Its products are based on its open-source container technology, which is also called Docker. While application “containerization” has been part of Linux functionality for a long time, Docker has figured out an elegant way to use this functionality that has been very popular with developers.
Its ultimate goal is to enable developers to write applications without worrying about what kind of infrastructure they are going to run on. The idea is to make it easy for a developer to deploy an application they wrote on their laptop in a test environment or in production, be it on bare metal or inside VMs in his or her company’s data center or on an infrastructure cloud the likes of AWS and Microsoft provide.
Many companies have been building tools that help use and manage Docker containers for complex applications that run across multiple containers securely and in multi-tenant settings (when multiple users’ applications share physical computing resources). These companies include Google, Microsoft, Amazon, IBM, Joyent, CoreOS, and Docker itself, among others.
The rate at which this ecosystem around Docker technology has been growing is both a sign and a reason for the company’s success. It now has a strong user base, which includes the likes of Groupon, Yelp, Spotify, BBC, and Goldman Sachs.
Goldman is also one of the new investors that joined the latest Docker funding round. Other new investors were Coatue and Northern Trust.
Previous investors Benchmark, Greylock Partners, Sequoia Capital, Trinity Ventures, and Yahoo co-founder Jerry Yang’s AME Cloud Ventures also participated.
Docker founder and CTO Solomon Hykes said the company’s aim was to provide a tool that will make possible applications that haven’t been possible before.
“We think [developers] are still looking for a platform that helps them build and ship applications in a truly standardized way, without lock-in or unwanted bundled features,” he said in a statement. “That is what we set out to build, and we are not yet content with what we have achieved so far.”
As enterprises build more and more software in-house, Docker (and many others) is seizing on the opportunity to sell tools to enterprise software developers.
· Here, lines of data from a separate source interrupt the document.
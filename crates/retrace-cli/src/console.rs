//! CLI console utilities

use colored::*;
use indicatif::{ProgressBar, ProgressStyle};

/// CLI console for formatted output
pub struct CliConsole {
    verbose: bool,
}

impl CliConsole {
    /// Create a new CLI console
    pub const fn new(verbose: bool) -> Self {
        Self { verbose }
    }

    pub fn is_verbose(&self) -> bool {
        self.verbose
    }

    /// Print an info message (verbose only)
    pub fn info(&self, message: &str) {
        if self.verbose {
            println!("{} {}", "ℹ".blue().bold(), message);
        }
    }

    /// Print a success message
    pub fn success(&self, message: &str) {
        println!("{} {}", "✓".green().bold(), message.green());
    }

    /// Print a warning message
    pub fn warn(&self, message: &str) {
        eprintln!("{} {}", "⚠".yellow().bold(), message.yellow());
    }

    /// Print an error message
    pub fn error(&self, message: &str) {
        eprintln!("{} {}", "✗".red().bold(), message.red());
    }

    /// Print a header
    pub fn print_header(&self, title: &str) {
        println!();
        println!("{}", title.bold().underline());
        println!("{}", "=".repeat(title.len()).dimmed());
    }

    /// Print an aligned key/value line
    pub fn print_field(&self, key: &str, value: impl std::fmt::Display) {
        println!("  {:<14} {}", format!("{}:", key).dimmed(), value);
    }

    /// Progress bar for a known number of steps
    pub fn progress_bar(&self, len: u64) -> ProgressBar {
        let pb = ProgressBar::new(len);
        if let Ok(style) = ProgressStyle::default_bar()
            .template("{spinner:.blue} [{bar:40.cyan/blue}] {pos}/{len} {msg}")
        {
            pb.set_style(style.progress_chars("=> "));
        }
        pb
    }
}
//! Navigation commands: jump, range, variable history

use colored::*;
use retrace_core::error::RetraceResult;
use retrace_core::timeline::{ExecutionSnapshot, Tick};

use super::CommandContext;

/// Show the state at a tick, or the nearest recorded one
pub async fn jump(ctx: &CommandContext, session: &str, tick: Tick) -> RetraceResult<()> {
    let manager = ctx.manager().await?;
    let id = manager.resolve_id(session)?;

    let Some(snapshot) = manager.jump_to_tick(&id, tick)? else {
        ctx.console.warn(&format!("Session {} has no snapshots", id));
        return Ok(());
    };

    if ctx.json {
        return ctx.print_json(&snapshot);
    }
    if snapshot.tick != tick {
        ctx.console.warn(&format!(
            "Tick {} was not recorded, showing nearest tick {}",
            tick, snapshot.tick
        ));
    }
    print_snapshot(ctx, &snapshot);
    Ok(())
}

/// One line per tick within `from..=to`
pub async fn range(
    ctx: &CommandContext,
    session: &str,
    from: Tick,
    to: Tick,
) -> RetraceResult<()> {
    let manager = ctx.manager().await?;
    let id = manager.resolve_id(session)?;
    let snapshots = manager.snapshot_range(&id, from, to)?;

    if ctx.json {
        return ctx.print_json(&snapshots);
    }

    ctx.console
        .print_header(&format!("Ticks {}..={} of {}", from, to, id.short()));
    for snapshot in &snapshots {
        let location = snapshot
            .current_frame()
            .map(|f| format!("{} {}", f.function_name, f.location()))
            .unwrap_or_else(|| "<no frame>".to_string());
        println!(
            "  {:>6}  {:<40} {} vars, depth {}",
            snapshot.tick.to_string().bold(),
            location,
            snapshot.variables.len(),
            snapshot.depth()
        );
    }
    if snapshots.is_empty() {
        println!("  No ticks recorded in this range");
    }
    Ok(())
}

/// Every tick at which a variable changed
pub async fn changes(ctx: &CommandContext, session: &str, variable: &str) -> RetraceResult<()> {
    let manager = ctx.manager().await?;
    let id = manager.resolve_id(session)?;
    let changes = manager.find_variable_changes(&id, variable)?;

    if ctx.json {
        return ctx.print_json(&changes);
    }

    ctx.console
        .print_header(&format!("Changes of '{}' in {}", variable, id.short()));
    if changes.is_empty() {
        println!("  No changes recorded");
        return Ok(());
    }
    for change in &changes {
        println!(
            "  tick {:>6}  {} {} {}",
            change.tick,
            change.before.to_string().red(),
            "→".dimmed(),
            change.after.to_string().green()
        );
    }
    Ok(())
}

fn print_snapshot(ctx: &CommandContext, snapshot: &ExecutionSnapshot) {
    ctx.console.print_header(&format!("Tick {}", snapshot.tick));
    ctx.console.print_field("captured", snapshot.timestamp.to_rfc3339());
    ctx.console.print_field("heap", format!("{} bytes", snapshot.heap_used));
    if let Some(phase) = &snapshot.event_loop_phase {
        ctx.console.print_field("phase", phase);
    }

    println!();
    println!("  {}", "Call stack".bold());
    for frame in &snapshot.call_stack {
        let marker = if frame.is_async { " (async)" } else { "" };
        println!(
            "    {} {}{}",
            frame.function_name.cyan(),
            frame.location().dimmed(),
            marker
        );
    }

    println!();
    println!("  {}", "Variables".bold());
    for variable in &snapshot.variables {
        let overridden = match &variable.previous_value {
            Some(previous) => format!(" (was {})", previous).yellow().to_string(),
            None => String::new(),
        };
        println!(
            "    {} {} = {}{}",
            variable.name.bold(),
            format!(": {}", variable.type_tag).dimmed(),
            variable.value,
            overridden
        );
    }

    if !snapshot.console_output.is_empty() {
        println!();
        println!("  {}", "Console".bold());
        for entry in &snapshot.console_output {
            println!("    [{:?}] {}", entry.level, entry.message);
        }
    }

    if !snapshot.async_operations.is_empty() || !snapshot.network_requests.is_empty() {
        println!();
        ctx.console
            .print_field("async ops", snapshot.async_operations.len());
        ctx.console
            .print_field("requests", snapshot.network_requests.len());
        ctx.console
            .print_field("file ops", snapshot.file_operations.len());
    }
}
//! Command routing logic for CLI

use retrace_core::config::{RetraceConfig, load_config};
use retrace_core::error::RetraceResult;

use crate::args::{Cli, Commands};
use crate::commands::{self, CommandContext};
use crate::logging;

/// Load configuration, install logging and run the selected command
pub async fn route(cli: Cli) -> RetraceResult<()> {
    let config = build_config(&cli)?;
    logging::init(&config.logging, cli.verbose);
    tracing::debug!("Using session storage at {}", config.storage.directory.display());

    let ctx = CommandContext::new(config, cli.verbose, cli.json);

    match cli.command {
        Commands::List => commands::session::list(&ctx).await,
        Commands::Show { session } => commands::session::show(&ctx, &session).await,
        Commands::Delete { session } => commands::session::delete(&ctx, &session).await,
        Commands::Export {
            session,
            output_dir,
        } => commands::session::export(&ctx, &session, output_dir.as_deref()).await,
        Commands::Import { path } => commands::session::import(&ctx, &path).await,
        Commands::Jump { session, tick } => commands::inspect::jump(&ctx, &session, tick).await,
        Commands::Range { session, from, to } => {
            commands::inspect::range(&ctx, &session, from, to).await
        }
        Commands::Changes { session, variable } => {
            commands::inspect::changes(&ctx, &session, &variable).await
        }
        Commands::Diff { a, b, all } => commands::compare::diff(&ctx, &a, &b, all).await,
        Commands::Regress { working, failing } => {
            commands::compare::regress(&ctx, &working, &failing).await
        }
        Commands::Replay(args) => commands::replay::run(&ctx, args).await,
        Commands::Record(args) => commands::record::run(&ctx, args).await,
    }
}

fn build_config(cli: &Cli) -> RetraceResult<RetraceConfig> {
    let mut config = load_config(Some(cli.config_file.as_path()))?;
    if let Some(dir) = &cli.storage_dir {
        config.storage.directory = dir.clone();
    }
    Ok(config)
}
Goldman is a prime example.
“With the accelerating pace of digitization in the financial industry, the breadth, complexity, and diversity of our software and infrastructure services has grown materially,” Don Duet, global co-head of Goldman’s technology division, said in a statement. “The ability to manage and run business-critical technology at scale in an agile and adaptive ecosystem has become fundamental to our firm.”